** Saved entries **
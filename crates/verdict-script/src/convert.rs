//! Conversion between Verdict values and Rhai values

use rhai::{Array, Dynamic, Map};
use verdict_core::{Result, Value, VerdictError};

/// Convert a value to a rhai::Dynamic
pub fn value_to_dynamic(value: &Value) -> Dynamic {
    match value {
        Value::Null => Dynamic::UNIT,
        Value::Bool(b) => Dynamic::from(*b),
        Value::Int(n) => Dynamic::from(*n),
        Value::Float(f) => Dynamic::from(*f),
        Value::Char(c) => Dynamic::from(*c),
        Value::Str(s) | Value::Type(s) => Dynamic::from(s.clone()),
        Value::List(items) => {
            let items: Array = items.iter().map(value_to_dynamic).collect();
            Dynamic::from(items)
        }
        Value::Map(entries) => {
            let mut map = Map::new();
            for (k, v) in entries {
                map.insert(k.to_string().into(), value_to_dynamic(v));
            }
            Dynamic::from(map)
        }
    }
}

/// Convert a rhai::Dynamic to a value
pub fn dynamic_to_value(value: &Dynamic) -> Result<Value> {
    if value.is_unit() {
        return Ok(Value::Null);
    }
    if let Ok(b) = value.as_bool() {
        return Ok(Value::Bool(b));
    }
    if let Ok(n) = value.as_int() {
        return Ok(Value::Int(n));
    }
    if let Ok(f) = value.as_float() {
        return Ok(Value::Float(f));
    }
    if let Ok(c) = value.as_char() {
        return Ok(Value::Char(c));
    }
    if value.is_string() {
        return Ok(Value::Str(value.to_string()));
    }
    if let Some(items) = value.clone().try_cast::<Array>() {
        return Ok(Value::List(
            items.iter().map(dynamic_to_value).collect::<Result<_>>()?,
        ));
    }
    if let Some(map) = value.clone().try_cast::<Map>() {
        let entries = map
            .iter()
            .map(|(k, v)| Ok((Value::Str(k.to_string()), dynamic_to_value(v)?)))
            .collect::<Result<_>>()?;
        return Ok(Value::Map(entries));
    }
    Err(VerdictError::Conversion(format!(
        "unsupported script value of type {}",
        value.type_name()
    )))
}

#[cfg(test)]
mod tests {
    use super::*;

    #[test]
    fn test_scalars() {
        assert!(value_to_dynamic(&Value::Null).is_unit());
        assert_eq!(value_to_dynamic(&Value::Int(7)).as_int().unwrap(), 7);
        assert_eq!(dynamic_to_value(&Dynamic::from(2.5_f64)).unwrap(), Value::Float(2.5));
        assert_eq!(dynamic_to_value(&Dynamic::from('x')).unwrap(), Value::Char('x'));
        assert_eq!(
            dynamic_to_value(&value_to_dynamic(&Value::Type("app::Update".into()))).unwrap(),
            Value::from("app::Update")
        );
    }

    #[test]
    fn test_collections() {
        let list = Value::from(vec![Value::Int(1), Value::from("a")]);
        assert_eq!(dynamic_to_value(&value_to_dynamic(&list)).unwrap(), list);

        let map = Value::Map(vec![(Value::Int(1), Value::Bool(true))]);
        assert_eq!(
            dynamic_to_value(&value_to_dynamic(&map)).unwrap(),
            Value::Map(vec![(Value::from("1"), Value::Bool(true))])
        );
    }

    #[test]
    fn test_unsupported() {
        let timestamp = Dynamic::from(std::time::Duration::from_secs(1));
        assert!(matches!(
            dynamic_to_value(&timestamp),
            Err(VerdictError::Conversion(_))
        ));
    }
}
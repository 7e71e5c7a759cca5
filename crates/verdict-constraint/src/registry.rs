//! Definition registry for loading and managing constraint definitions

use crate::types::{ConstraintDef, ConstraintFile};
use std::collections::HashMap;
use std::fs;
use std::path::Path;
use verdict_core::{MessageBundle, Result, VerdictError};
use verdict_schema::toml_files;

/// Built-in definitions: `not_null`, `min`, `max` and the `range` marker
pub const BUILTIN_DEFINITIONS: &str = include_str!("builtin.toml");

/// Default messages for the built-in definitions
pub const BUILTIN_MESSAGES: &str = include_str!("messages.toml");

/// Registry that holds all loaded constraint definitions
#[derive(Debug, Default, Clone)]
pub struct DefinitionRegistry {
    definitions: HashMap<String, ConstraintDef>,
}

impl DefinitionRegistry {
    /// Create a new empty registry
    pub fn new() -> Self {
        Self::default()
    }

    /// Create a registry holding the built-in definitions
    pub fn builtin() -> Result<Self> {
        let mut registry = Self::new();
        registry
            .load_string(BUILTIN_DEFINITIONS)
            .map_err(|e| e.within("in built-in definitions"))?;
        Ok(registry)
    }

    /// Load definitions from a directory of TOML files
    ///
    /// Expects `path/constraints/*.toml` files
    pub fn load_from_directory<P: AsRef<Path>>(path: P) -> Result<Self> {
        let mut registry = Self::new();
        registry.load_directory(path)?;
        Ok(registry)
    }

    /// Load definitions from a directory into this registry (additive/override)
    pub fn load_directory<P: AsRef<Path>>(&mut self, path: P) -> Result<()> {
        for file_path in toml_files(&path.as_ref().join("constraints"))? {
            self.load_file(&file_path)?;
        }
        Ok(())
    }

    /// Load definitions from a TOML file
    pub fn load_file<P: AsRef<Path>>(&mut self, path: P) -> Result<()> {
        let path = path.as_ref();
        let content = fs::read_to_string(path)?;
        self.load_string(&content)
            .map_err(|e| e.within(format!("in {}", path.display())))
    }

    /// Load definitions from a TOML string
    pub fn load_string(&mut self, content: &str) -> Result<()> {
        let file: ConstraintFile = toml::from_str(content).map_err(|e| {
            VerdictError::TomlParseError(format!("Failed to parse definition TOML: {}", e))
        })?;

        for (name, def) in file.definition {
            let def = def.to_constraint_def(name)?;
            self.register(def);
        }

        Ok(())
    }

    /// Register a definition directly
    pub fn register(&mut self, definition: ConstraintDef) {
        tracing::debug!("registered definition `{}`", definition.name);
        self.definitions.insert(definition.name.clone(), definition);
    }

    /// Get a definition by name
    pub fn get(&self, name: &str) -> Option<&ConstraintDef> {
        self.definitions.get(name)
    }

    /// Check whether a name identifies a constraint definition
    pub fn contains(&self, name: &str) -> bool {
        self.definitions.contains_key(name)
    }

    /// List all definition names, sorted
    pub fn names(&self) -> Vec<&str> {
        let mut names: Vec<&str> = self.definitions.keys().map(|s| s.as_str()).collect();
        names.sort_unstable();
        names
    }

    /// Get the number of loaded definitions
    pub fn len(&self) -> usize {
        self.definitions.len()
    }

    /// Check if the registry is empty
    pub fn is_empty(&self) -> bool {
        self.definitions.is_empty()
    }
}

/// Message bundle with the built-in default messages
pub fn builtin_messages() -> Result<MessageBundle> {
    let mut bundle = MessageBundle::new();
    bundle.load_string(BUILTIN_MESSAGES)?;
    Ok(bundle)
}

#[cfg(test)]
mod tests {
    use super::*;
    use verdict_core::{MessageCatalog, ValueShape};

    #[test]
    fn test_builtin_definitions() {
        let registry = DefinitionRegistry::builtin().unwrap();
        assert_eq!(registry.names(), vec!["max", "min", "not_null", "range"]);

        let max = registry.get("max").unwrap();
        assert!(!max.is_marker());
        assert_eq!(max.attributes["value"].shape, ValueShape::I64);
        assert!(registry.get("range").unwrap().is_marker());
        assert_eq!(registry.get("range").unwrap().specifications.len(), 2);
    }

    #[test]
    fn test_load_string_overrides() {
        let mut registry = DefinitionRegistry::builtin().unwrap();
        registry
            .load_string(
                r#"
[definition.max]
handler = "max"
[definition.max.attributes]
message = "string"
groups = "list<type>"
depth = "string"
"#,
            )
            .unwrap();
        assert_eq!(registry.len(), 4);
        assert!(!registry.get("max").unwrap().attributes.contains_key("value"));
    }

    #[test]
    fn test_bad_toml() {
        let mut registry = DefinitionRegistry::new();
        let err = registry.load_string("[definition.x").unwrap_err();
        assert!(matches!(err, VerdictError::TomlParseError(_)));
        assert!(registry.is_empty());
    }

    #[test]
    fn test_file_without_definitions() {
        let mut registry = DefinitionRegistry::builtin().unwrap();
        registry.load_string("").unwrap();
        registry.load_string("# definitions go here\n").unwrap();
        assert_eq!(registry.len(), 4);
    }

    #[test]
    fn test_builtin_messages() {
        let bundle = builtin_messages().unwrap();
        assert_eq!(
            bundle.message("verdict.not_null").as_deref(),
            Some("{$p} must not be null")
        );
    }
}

...

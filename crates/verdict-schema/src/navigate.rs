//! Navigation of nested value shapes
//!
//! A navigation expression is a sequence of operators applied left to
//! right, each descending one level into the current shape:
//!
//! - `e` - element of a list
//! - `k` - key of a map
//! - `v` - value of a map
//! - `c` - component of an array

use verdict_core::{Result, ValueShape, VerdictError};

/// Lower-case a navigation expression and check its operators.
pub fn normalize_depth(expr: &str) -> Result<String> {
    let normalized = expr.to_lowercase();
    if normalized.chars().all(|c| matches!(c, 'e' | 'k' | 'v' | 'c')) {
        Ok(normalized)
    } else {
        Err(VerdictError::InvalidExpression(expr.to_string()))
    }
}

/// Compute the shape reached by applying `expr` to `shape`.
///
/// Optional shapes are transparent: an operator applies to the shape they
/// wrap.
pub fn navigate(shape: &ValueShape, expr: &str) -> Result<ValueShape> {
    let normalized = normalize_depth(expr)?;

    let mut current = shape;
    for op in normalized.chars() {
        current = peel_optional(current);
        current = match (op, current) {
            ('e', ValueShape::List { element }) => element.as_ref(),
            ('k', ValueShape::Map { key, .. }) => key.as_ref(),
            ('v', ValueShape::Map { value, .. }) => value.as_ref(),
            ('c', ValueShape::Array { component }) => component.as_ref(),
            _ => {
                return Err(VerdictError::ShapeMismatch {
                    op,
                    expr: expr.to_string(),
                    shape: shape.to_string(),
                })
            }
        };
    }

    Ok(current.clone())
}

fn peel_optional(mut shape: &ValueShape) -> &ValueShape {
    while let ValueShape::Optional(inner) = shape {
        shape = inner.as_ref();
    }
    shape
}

==

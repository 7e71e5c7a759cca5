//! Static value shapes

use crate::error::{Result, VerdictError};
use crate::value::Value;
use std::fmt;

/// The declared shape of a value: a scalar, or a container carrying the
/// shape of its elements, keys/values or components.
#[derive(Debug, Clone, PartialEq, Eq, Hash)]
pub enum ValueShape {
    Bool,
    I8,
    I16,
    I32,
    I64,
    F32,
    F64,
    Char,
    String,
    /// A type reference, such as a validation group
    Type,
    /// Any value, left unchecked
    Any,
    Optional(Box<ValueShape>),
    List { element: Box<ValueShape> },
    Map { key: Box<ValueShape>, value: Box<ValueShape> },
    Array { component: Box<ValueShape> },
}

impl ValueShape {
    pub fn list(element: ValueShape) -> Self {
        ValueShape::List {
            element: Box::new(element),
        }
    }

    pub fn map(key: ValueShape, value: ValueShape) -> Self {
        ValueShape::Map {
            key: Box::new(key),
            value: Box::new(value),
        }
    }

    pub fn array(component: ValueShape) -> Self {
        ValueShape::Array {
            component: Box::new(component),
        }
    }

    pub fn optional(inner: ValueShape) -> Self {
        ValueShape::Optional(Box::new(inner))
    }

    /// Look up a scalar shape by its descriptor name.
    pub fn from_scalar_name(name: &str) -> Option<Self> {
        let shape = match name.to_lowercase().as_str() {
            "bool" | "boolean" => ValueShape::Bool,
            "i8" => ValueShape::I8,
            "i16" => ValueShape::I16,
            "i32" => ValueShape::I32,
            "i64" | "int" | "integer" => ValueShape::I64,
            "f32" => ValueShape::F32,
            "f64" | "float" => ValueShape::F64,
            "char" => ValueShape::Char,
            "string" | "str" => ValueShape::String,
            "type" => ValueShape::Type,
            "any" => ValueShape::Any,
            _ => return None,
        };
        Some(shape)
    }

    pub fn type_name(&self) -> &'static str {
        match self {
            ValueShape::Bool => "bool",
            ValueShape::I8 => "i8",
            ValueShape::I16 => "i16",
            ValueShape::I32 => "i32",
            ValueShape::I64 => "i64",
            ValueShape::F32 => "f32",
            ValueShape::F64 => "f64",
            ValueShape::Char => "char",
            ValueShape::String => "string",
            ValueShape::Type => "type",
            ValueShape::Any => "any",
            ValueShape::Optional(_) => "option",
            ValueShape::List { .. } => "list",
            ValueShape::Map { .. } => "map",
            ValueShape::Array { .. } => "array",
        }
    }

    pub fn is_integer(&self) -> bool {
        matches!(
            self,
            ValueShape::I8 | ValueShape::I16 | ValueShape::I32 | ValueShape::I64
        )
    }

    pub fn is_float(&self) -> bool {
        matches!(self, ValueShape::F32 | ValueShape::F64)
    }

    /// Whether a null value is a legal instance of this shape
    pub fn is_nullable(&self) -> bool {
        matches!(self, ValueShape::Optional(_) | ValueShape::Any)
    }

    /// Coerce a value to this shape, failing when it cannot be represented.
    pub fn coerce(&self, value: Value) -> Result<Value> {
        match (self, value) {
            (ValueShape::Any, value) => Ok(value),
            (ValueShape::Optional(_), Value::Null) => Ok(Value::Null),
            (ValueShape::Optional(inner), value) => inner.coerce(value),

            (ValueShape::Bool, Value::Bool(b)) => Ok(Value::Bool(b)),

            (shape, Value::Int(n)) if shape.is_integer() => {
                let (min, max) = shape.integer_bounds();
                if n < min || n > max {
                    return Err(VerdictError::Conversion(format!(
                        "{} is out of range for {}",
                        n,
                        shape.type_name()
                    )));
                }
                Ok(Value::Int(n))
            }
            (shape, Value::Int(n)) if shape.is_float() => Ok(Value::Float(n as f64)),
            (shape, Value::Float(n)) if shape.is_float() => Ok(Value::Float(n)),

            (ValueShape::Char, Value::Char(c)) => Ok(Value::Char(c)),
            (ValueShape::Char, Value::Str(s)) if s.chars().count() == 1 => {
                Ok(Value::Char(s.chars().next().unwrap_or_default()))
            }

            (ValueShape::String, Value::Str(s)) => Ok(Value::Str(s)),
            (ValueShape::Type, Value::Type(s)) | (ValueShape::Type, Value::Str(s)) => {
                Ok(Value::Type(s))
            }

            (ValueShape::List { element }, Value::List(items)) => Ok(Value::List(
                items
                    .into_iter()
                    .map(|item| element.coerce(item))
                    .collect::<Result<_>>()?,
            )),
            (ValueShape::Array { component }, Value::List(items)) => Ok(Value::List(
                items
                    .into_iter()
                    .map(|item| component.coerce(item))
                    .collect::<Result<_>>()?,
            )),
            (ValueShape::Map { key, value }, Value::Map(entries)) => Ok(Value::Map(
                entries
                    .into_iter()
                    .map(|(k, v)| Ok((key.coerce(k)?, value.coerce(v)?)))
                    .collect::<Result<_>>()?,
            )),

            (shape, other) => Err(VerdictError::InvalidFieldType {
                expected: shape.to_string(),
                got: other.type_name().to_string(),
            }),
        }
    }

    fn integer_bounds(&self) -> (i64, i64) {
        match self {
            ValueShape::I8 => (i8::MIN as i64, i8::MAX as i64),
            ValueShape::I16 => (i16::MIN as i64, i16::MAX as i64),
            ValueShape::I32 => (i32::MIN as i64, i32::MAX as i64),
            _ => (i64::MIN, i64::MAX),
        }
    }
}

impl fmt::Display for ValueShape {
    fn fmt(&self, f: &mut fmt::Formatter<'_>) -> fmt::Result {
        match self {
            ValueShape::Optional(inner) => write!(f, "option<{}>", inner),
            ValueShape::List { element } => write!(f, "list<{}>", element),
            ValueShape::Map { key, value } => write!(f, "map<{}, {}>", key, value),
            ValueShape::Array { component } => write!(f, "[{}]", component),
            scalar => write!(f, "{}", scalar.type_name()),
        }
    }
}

** TASK BRIEF **
Search the entries for the word "normalized". Copy every line where it occurs.

** RESPONSE BOX **
    let normalized = expr.to_lowercase();
    if normalized.chars().all(|c| matches!(c, 'e' | 'k' | 'v' | 'c')) {
        Ok(normalized)
    let normalized = normalize_depth(expr)?;
    for op in normalized.chars() {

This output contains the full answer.